Monday, December 3, 2012

Elephant in the Living Room: The Atlas Shrugged Movies



I’d briefly like to address the giant elephant in the living room that no one dares talk about: the Atlas Shrugged movies.  Frankly, I will admit that I did enjoy both movies.  However, this enjoyment came mainly because of three primary reasons:

·         I love the novel and also understood that both movies were low-budget indie flicks, so I had both context and an open mind
·         I helped promote both films, especially the second one, even at my own financial cost, therefore I was emotionally invested in psychologically convincing myself that I enjoyed them both
·         I honestly wouldn’t mind playing Seven Minutes in Heaven with either Taylor Schilling or Samantha Mathis.  [Ah, the things I missed out on in high school…]

He wishes!
While I enjoyed both films, I really have to admit that they were both mediocre.  Yes, I said it, get over it already.  You have greater things to worry about than my opinions, such as your significant other cheating on you, or your total lack of a significant other…  [No, I will not give you ice for that burn; quit being a socialist and buy it yourself with one of your John Galt gold dollars.]

Anyway, I stand by my statement on the films, so before any crackhead libertarian or angry objectivist gets mad at me, I fully believe we as liberty activists owe it to the great Ayn Rand to see that only the best adaptations of her prolific works are made.  Do you dare defend crappy mediums for communicating some of the most important ideas in modern history???  Didn’t think so.

Even if I forget about the soul-crushing cameo of Sean Hannity—a double standard-bearing neoconservative ideologue—in the adaptation of one of the greatest libertarian works ever written, there are two glaring problems with both movies.

First, changing the cast was lame and a half. Even though I probably would be inclined to run off to Vegas with Samantha Mathis and be married by an Elvis impersonator minister at a drive-thru wedding chapel, I still have to stick to my standards, even if it means no Vegas wedding.  Sorry Sam!  The producers should have just stuck with the same cast from Part I and simply put a gun to their heads to command better performances.  Switching faces only confused and alienated potential libertarians.  I get the argument about making Part II able to stand alone as a film, but the very fact that its part number is anything other than “1” fully undermines that cute notion.
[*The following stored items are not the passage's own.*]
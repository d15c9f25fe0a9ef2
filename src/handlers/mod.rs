pub mod health_handler;
pub mod quiz_handler;
pub mod search_handler;

pub use health_handler::health_check;
pub use quiz_handler::create_quiz;
pub use search_handler::{search, search_trending};

use actix_web::web;

pub fn configure(cfg: &mut web::ServiceConfig) {
    cfg.service(create_quiz)
        .service(search)
        .service(search_trending)
        .service(health_check);
}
Second, and most importantly, the length of time is a problem.  I understand the constraints of a low budget and blah-blah-blah, but some of the greatest movie classics have been made on shoestring budgets (Clerks, American Graffiti, Rocky, etc.).  Besides, the entire saga takes place in a business office, on a railroad track, and on a mountain in Colorado.  Not the costliest of venues!
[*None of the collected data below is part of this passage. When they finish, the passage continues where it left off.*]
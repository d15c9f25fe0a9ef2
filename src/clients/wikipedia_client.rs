use std::time::Duration;

use async_trait::async_trait;
use log::{debug, info};
use once_cell::sync::Lazy;
use rand::seq::SliceRandom;
use regex::Regex;
use reqwest::Client;
use serde::{de::DeserializeOwned, Deserialize};

use crate::{
    clients::TopicSearch,
    errors::{AppError, AppResult},
    models::domain::{Article, ArticleSection, Topic},
};

/// Heading of the text before an article's first heading.
pub const LEAD_SECTION: &str = "Summary";

const SEARCH_LIMIT: &str = "10";

// Matches `== History ==`, `=== Early life ===` and so on
static HEADING_REGEX: Lazy<Regex> =
    Lazy::new(|| Regex::new(r"^(={2,6})\s*(.+?)\s*={2,6}$").expect("heading regex is valid"));

static TAG_REGEX: Lazy<Regex> = Lazy::new(|| Regex::new(r"<[^>]*>").expect("tag regex is valid"));

#[derive(Debug, Deserialize)]
struct QueryResponse<T> {
    query: Option<T>,
}

#[derive(Debug, Deserialize)]
struct SearchQuery {
    #[serde(default)]
    search: Vec<SearchHit>,
}

#[derive(Debug, Deserialize)]
struct SearchHit {
    title: String,
    #[serde(default)]
    snippet: String,
}

#[derive(Debug, Deserialize)]
struct MostViewedQuery {
    #[serde(default)]
    mostviewed: Vec<PageRef>,
}

#[derive(Debug, Deserialize)]
struct RandomQuery {
    #[serde(default)]
    random: Vec<PageRef>,
}

#[derive(Debug, Deserialize)]
struct PageRef {
    title: String,
    #[serde(default)]
    ns: i64,
}

#[derive(Debug, Deserialize)]
struct ExtractQuery {
    #[serde(default)]
    pages: Vec<ExtractPage>,
}

#[derive(Debug, Deserialize)]
struct ExtractPage {
    title: String,
    #[serde(default)]
    extract: Option<String>,
    #[serde(default)]
    missing: bool,
}

/// MediaWiki API client for Wikipedia.
pub struct WikipediaClient {
    client: Client,
    base_url: String,
}

impl WikipediaClient {
    pub fn new(base_url: impl Into<String>, timeout: Duration) -> AppResult<Self> {
        let client = Client::builder()
            .timeout(timeout)
            .user_agent(concat!("crystal-skull/", env!("CARGO_PKG_VERSION")))
            .build()
            .map_err(|e| {
                AppError::InternalError(format!("Failed to create Wikipedia client: {}", e))
            })?;
        Ok(Self {
            client,
            base_url: base_url.into().trim_end_matches('/').to_string(),
        })
    }

    pub fn article_url(&self, title: &str) -> String {
        format!("{}/wiki/{}", self.base_url, title.replace(' ', "_"))
    }

    async fn query<T: DeserializeOwned>(&self, params: &[(&str, &str)]) -> AppResult<Option<T>> {
        let response: QueryResponse<T> = self
            .client
            .get(format!("{}/w/api.php", self.base_url))
            .query(&[("action", "query"), ("format", "json"), ("formatversion", "2")])
            .query(params)
            .send()
            .await?
            .error_for_status()?
            .json()
            .await?;
        Ok(response.query)
    }

    async fn most_viewed(&self) -> AppResult<Vec<String>> {
        let viewed: Option<MostViewedQuery> =
            self.query(&[("list", "mostviewed"), ("pvimlimit", "max")]).await?;
        Ok(articles_only(viewed.map(|q| q.mostviewed).unwrap_or_default()))
    }

    async fn random_article(&self) -> AppResult<String> {
        let random: Option<RandomQuery> = self
            .query(&[("list", "random"), ("rnnamespace", "0"), ("rnlimit", "1")])
            .await?;
        random
            .and_then(|q| q.random.into_iter().next())
            .map(|page| page.title)
            .ok_or_else(|| AppError::ExternalServiceError("No random article was returned".into()))
    }
}

/// Keeps the titles of real articles, dropping the main page and special pages.
fn articles_only(pages: Vec<PageRef>) -> Vec<String> {
    pages
        .into_iter()
        .filter(|page| page.ns == 0 && page.title != "Main Page")
        .map(|page| page.title)
        .collect()
}

/// Removes markup from a search snippet.
pub fn strip_html(snippet: &str) -> String {
    TAG_REGEX
        .replace_all(snippet, "")
        .replace("&quot;", "\"")
        .replace("&#039;", "'")
        .replace("&amp;", "&")
        .trim()
        .to_string()
}

/// Splits a plain-text extract on its headings. Text before the first heading becomes the
/// [`LEAD_SECTION`]; sections without text are dropped.
pub fn split_sections(extract: &str) -> Vec<ArticleSection> {
    let mut sections = Vec::new();
    let mut heading = LEAD_SECTION.to_string();
    let mut lines: Vec<&str> = Vec::new();

    let mut flush = |heading: &str, lines: &mut Vec<&str>| {
        let text = lines.join("\n").trim().to_string();
        if !text.is_empty() {
            sections.push(ArticleSection {
                heading: heading.to_string(),
                text,
            });
        }
        lines.clear();
    };

    for line in extract.lines() {
        match HEADING_REGEX.captures(line.trim()) {
            Some(captures) => {
                flush(&heading, &mut lines);
                heading = captures[2].to_string();
            }
            None => lines.push(line),
        }
    }
    flush(&heading, &mut lines);
    sections
}

#[async_trait]
impl TopicSearch for WikipediaClient {
    async fn search(&self, query: &str) -> AppResult<Vec<Topic>> {
        let found: Option<SearchQuery> = self
            .query(&[("list", "search"), ("srsearch", query), ("srlimit", SEARCH_LIMIT)])
            .await?;
        let topics: Vec<Topic> = found
            .map(|q| q.search)
            .unwrap_or_default()
            .into_iter()
            .map(|hit| Topic {
                title: hit.title,
                description: strip_html(&hit.snippet),
            })
            .collect();
        debug!("Search for '{}' returned {} topics", query, topics.len());
        Ok(topics)
    }

    async fn search_trending(&self, max: usize) -> AppResult<Vec<Topic>> {
        let mut titles = self.most_viewed().await?;
        titles.truncate(max);
        Ok(titles
            .into_iter()
            .map(|title| Topic {
                title,
                description: String::new(),
            })
            .collect())
    }

    /// Usually a trending article. Trending results are occasionally empty, in which case any
    /// random article is used.
    async fn random_topic(&self) -> AppResult<String> {
        let trending = self.most_viewed().await?;
        let picked = trending.choose(&mut rand::thread_rng()).cloned();
        if let Some(title) = picked {
            return Ok(title);
        }
        info!("No trending articles found, falling back to a random article");
        self.random_article().await
    }

    async fn fetch_article(&self, title: &str) -> AppResult<Article> {
        let extracts: Option<ExtractQuery> = self
            .query(&[
                ("prop", "extracts"),
                ("explaintext", "1"),
                ("redirects", "1"),
                ("titles", title),
            ])
            .await?;
        let page = extracts
            .and_then(|q| q.pages.into_iter().next())
            .filter(|page| !page.missing)
            .ok_or_else(|| AppError::NotFound(format!("No article titled '{}'", title)))?;

        let sections = split_sections(page.extract.as_deref().unwrap_or_default());
        Ok(Article {
            url: self.article_url(&page.title),
            title: page.title,
            sections,
        })
    }
}
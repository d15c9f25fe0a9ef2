use std::sync::Arc;

use crate::{
    clients::TopicSearch,
    errors::{AppError, AppResult},
    models::dto::response::SearchResponse,
};

pub struct SearchService {
    search: Arc<dyn TopicSearch>,
}

impl SearchService {
    pub fn new(search: Arc<dyn TopicSearch>) -> Self {
        Self { search }
    }

    pub async fn search(&self, query: &str) -> AppResult<SearchResponse> {
        let query = query.trim();
        if query.is_empty() {
            return Err(AppError::ValidationError("query cannot be empty".to_string()));
        }
        Ok(self.search.search(query).await?.into())
    }

    /// At most `max` trending topics.
    pub async fn search_trending(&self, max: usize) -> AppResult<SearchResponse> {
        Ok(self.search.search_trending(max).await?.into())
    }
}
The budget issue is no longer an excuse, especially with Part II having a larger budget.  Because of the length of the novel (over 1,000 pages of minimal action and maximum philosophy), the movies need to be at least 2 hours and 40 minutes each.

The short length of both films meant that they had to cut short all the prolific speeches that define the characters and their objectivist philosophy.  The most important speeches cut brutally short were Francisco D’anconia’s “if you saw Atlas” soliloquy and Hank Rearden’s “I own it” testimony at his trial.  While I do feel that D’anconia’s speech in the movie at least captured the spirit of the book’s intent, the trial scene certainly did not.
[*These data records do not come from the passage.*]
pub mod fake_entity_generator;
pub mod nlp_client;
pub mod wikipedia_client;

use async_trait::async_trait;
use rand::RngCore;

use crate::{
    errors::AppResult,
    models::domain::{Article, Label, ProcessedSentence, Topic},
};

pub use fake_entity_generator::FakeEntityGenerator;
pub use nlp_client::NlpClient;
pub use wikipedia_client::WikipediaClient;

/// Sentence segmentation and named entity recognition.
#[cfg_attr(test, mockall::automock)]
#[async_trait]
pub trait EntityTagger: Send + Sync {
    async fn split_sentences(&self, text: &str) -> AppResult<Vec<String>>;

    /// Tags the `sentences` of one passage. Each returned sentence holds the names of a single
    /// label, and its previous sentence is taken from `sentences` even if that one had no names.
    async fn tag(&self, sentences: &[String]) -> AppResult<Vec<ProcessedSentence>>;

    async fn is_healthy(&self) -> bool;
}

/// Encyclopedia search and retrieval.
#[cfg_attr(test, mockall::automock)]
#[async_trait]
pub trait TopicSearch: Send + Sync {
    /// Best matches first.
    async fn search(&self, query: &str) -> AppResult<Vec<Topic>>;
    async fn search_trending(&self, max: usize) -> AppResult<Vec<Topic>>;
    async fn random_topic(&self) -> AppResult<String>;
    async fn fetch_article(&self, title: &str) -> AppResult<Article>;
}

#[cfg_attr(test, mockall::automock)]
#[async_trait]
pub trait SimilarPhraseSource: Send + Sync {
    /// Phrases similar to the `entity` as it is used in the `sentence`, most similar first.
    async fn similar_phrases(&self, sentence: &str, entity: &str) -> AppResult<Vec<String>>;
}

/// Generates realistic stand-in values for a label.
#[cfg_attr(test, mockall::automock)]
pub trait EntitySynthesizer: Send + Sync {
    fn synthesize(&self, label: Label, rng: &mut dyn RngCore) -> String;
}
pub mod option_filter;
pub mod option_pool;
pub mod question_synthesizer;
pub mod quiz_assembler;
pub mod quiz_service;
pub mod related_topic_ranker;
pub mod search_service;
pub mod sentence_deduplicator;

pub use quiz_assembler::QuizAssembler;
pub use quiz_service::QuizService;
pub use related_topic_ranker::rank_related_topics;
pub use search_service::SearchService;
The speeches themselves are well-written and propose excellent arguments, and it misses the point to edit them down to short sound bites.  Remember, these speeches by D’anconia, Galt, et all are what psychologically breaks the characters down and makes them check out of the society to which they desperately clung for so long.  The speeches need to be long, emotionally intense, and actually convincing to the audience!  And all the best quotes that could have been used in the movies are in the book already.  Imagine that!

Furthermore, Rearden’s on-screen speech was basically limited to “I built that, screw you.”  Uhh, negative, ceasefire!  What it needed to be was a lengthier and wordier version of the following points:

·         I scraped together the investment capital to start my business.  “The people” neither helped me muster it nor pay it back to the investors.
·         I directed the entire growth and expansion of the business.  It was my vision and leadership alone.
·         I did not force any one of my employees to work for me, nor did I force them to take their beginning salaries.  They freely and voluntarily agreed.
·         I paid for every piece of equipment and every hour of labor, not the government nor “the people.”
·         I and I alone dreamed of my metal and poured the capital and brain power into developing it.
·         When the economy began to tank, I never took a dime of bailout money from the government or “the people.”  I made it the entire way on my own money and my own ideas.  I did not have “help.”  I had employees who did exactly what I said and were well paid for it.  Only the moochers who received government money should be required to give anything to the government.
·         Furthermore, the government condemned my metal, my business, and I at every step of the way.
·         I’ve been right the whole time and you’ve all been wrong.  I will not turn over my property and ten years of time, money, and labor to those who did absolutely nothing.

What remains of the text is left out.